See aq-emod for a list of supported functions.

Example:

$ aq_udb -exp mydb:Test
    -eval c_delta 'c1 - c2'
  • Calculate c_delta before exporting.
-filt FilterSpec

For each row in the table/vector being exported/counted/scanned, evaluate FilterSpec and use the result to determine whether to keep the data row. The result can also be used in a -if/-elif/-endif for Rule Execution Controls.

This rule can also be used within a -pp group. In this case, the target table becomes the -pp table. Note that -filt rules inside -pp groups are evaluated before those for the target table/vector. See Data Processing Steps for details.

FilterSpec is the filter to evaluate. It has the basic form [!] LHS [<compare> RHS] where:

  • The negation operator ! negates the result of the comparison.
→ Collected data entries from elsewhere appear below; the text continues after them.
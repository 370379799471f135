//! Accommodations for clients that do not quite follow the protocol.
//!
//! A [`Compat`] table is consulted twice per request: once before the
//! request reaches a method handler, and once on the way out. Which
//! adjustments apply is decided by matching the request against a list
//! of [`CompatRule`]s, so the client quirks live in data and not in the
//! handlers.
use std::fmt;
use std::sync::Arc;

use bitflags::bitflags;
use http::header::{self, HeaderMap, HeaderValue};
use http::{Request, Response, StatusCode};
use regex::Regex;

use crate::body::Body;
use crate::util::DavMethodSet;

bitflags! {
    /// Request or response adjustments a [`CompatRule`] can switch on.
    #[derive(Debug, Clone, Copy, PartialEq, Eq)]
    pub struct Adjustments: u32 {
        /// Drop `If-Modified-Since` and `If-None-Match` from the request,
        /// so the client always gets a full response.
        const STRIP_CONDITIONALS = 0x01;
        /// Add `Vary: *` to `404` responses, so the client does not cache
        /// the miss.
        const NO_CACHE_NOT_FOUND = 0x02;
    }
}

/// Decides whether a rule applies to a request.
#[derive(Clone)]
pub enum ClientMatcher {
    /// Match the `User-Agent` header.
    UserAgent(Regex),
    /// Any test on the request headers.
    Predicate(Arc<dyn Fn(&HeaderMap) -> bool + Send + Sync>),
}

impl ClientMatcher {
    /// Match the `User-Agent` header against a regular expression.
    pub fn user_agent(re: &str) -> Result<ClientMatcher, regex::Error> {
        Ok(ClientMatcher::UserAgent(Regex::new(re)?))
    }

    pub fn matches(&self, headers: &HeaderMap) -> bool {
        match self {
            ClientMatcher::UserAgent(re) => headers
                .get(header::USER_AGENT)
                .and_then(|v| v.to_str().ok())
                .map_or(false, |ua| re.is_match(ua)),
            ClientMatcher::Predicate(f) => f(headers),
        }
    }
}

impl fmt::Debug for ClientMatcher {
    fn fmt(&self, f: &mut fmt::Formatter<'_>) -> fmt::Result {
        match self {
            ClientMatcher::UserAgent(re) => write!(f, "UserAgent({})", re.as_str()),
            ClientMatcher::Predicate(_) => f.write_str("Predicate(..)"),
        }
    }
}

/// One row of the compatibility table.
#[derive(Debug, Clone)]
pub struct CompatRule {
    pub matcher: ClientMatcher,
    pub adjust: Adjustments,
}

impl CompatRule {
    pub fn new(matcher: ClientMatcher, adjust: Adjustments) -> CompatRule {
        CompatRule { matcher, adjust }
    }
}

lazy_static! {
    static ref OFFICE_UA: Regex = Regex::new("(?i)ms-office|msoffice|excel").unwrap();
    static ref MINIREDIR_UA: Regex = Regex::new("Microsoft").unwrap();
}

/// The compatibility table.
#[derive(Debug, Clone)]
pub struct Compat {
    rules: Vec<CompatRule>,
}

impl Default for Compat {
    /// Office applications get no conditional GETs, and the Windows
    /// mini-redirector gets uncacheable 404s.
    fn default() -> Compat {
        Compat {
            rules: vec![
                CompatRule::new(
                    ClientMatcher::UserAgent(OFFICE_UA.clone()),
                    Adjustments::STRIP_CONDITIONALS,
                ),
                CompatRule::new(
                    ClientMatcher::UserAgent(MINIREDIR_UA.clone()),
                    Adjustments::NO_CACHE_NOT_FOUND,
                ),
            ],
        }
    }
}

impl Compat {
    /// A table without any rules.
    pub fn empty() -> Compat {
        Compat { rules: Vec::new() }
    }

    /// Append a rule.
    pub fn rule(mut self, rule: CompatRule) -> Compat {
        self.rules.push(rule);
        self
    }

    /// The union of the adjustments of all matching rules.
    pub fn adjustments(&self, headers: &HeaderMap) -> Adjustments {
        self.rules
            .iter()
            .filter(|r| r.matcher.matches(headers))
            .fold(Adjustments::empty(), |acc, r| acc | r.adjust)
    }

    /// Adjust an incoming request. Returns the adjustments in effect, to
    /// be passed to [`Compat::finish_response`].
    pub(crate) fn prepare_request<B>(&self, req: &mut Request<B>) -> Adjustments {
        let adjust = self.adjustments(req.headers());
        if adjust.contains(Adjustments::STRIP_CONDITIONALS) {
            let h = req.headers_mut();
            if h.remove(header::IF_MODIFIED_SINCE).is_some()
                | h.remove(header::IF_NONE_MATCH).is_some()
            {
                debug!("compat: dropped conditional headers");
            }
        }
        adjust
    }

    /// Add the capability and cache headers every response carries.
    pub(crate) fn finish_response(
        &self,
        resp: &mut Response<Body>,
        allow: DavMethodSet,
        adjust: Adjustments,
    ) {
        let methods = allow.header_value();
        let h = resp.headers_mut();
        h.insert("DAV", HeaderValue::from_static("1,2"));
        h.insert("MS-Author-Via", HeaderValue::from_static("DAV"));
        h.insert("X-MSDAVEXT", HeaderValue::from_static("1"));
        h.insert(header::ACCEPT_RANGES, HeaderValue::from_static("bytes"));
        h.insert(
            header::CACHE_CONTROL,
            HeaderValue::from_static("no-cache, no-store, must-revalidate"),
        );
        h.insert(header::PRAGMA, HeaderValue::from_static("no-cache"));
        h.insert(header::EXPIRES, HeaderValue::from_static("0"));
        if let Ok(v) = HeaderValue::from_str(&methods) {
            h.insert(header::ALLOW, v.clone());
            h.insert("Public", v);
        }
        if adjust.contains(Adjustments::NO_CACHE_NOT_FOUND) && resp.status() == StatusCode::NOT_FOUND
        {
            resp.headers_mut()
                .insert(header::VARY, HeaderValue::from_static("*"));
        }
    }
}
It is recommended that !(...) be used to clarify the intended operation even though it is not required.
  • LHS and RHS can be:
    • A column name (case insensitive). Do not quote the name. The column can be part of the target table/vector, other vectors, and/or the Var vector. To address columns other than those in the target table/vector, use the VecName.ColName format. For the Var vector, VecName is optional unless ColName also exists in the target.
    • A constant, which can be a string, a number or an IP address. A string constant must be quoted, see String Constant spec for details.
    • An expression to evaluate as defined under -eval.
  • If only the LHS is given, its values will be used as a boolean - a non blank string or non zero number/IP equals True, False otherwise.
  • Supported comparison operators are:
    • ==, >, <, >=, <= - LHS and RHS comparison.
    • ~==, ~>, ~<, ~>=, ~<= - LHS and RHS case insensitive comparison; string type only.
    • !=, !~= - Negation of the above equal operators.
    • &= - Perform a “(LHS & RHS) == RHS” check; numeric types only.
    • !&= - Negation of the above.
    • & - Perform a “(LHS & RHS) != 0” check; numeric types only.
    • !& - Negation of the above.

More complex expression can be constructed by using (...) (grouping), ! (negation), || (or) and && (and). For example:

LHS_1 == RHS_1 && !(LHS_2 == RHS_2 || LHS_3 == RHS_3)

Example:

$ aq_udb -exp mydb:Test
    -filt 't > 123456789'
  • Export only rows of Test with ‘t > 123456789’.
$ aq_udb -exp mydb:Test
    -filt 'Eval($Random % 100) == 0'
  • Randomly select roughly 1/100th of the rows for export.
-goto DestSpec

Go to DestSpec. This is uaually done conditionally within a -if/-elif/-endif block (see Rule Execution Controls for details).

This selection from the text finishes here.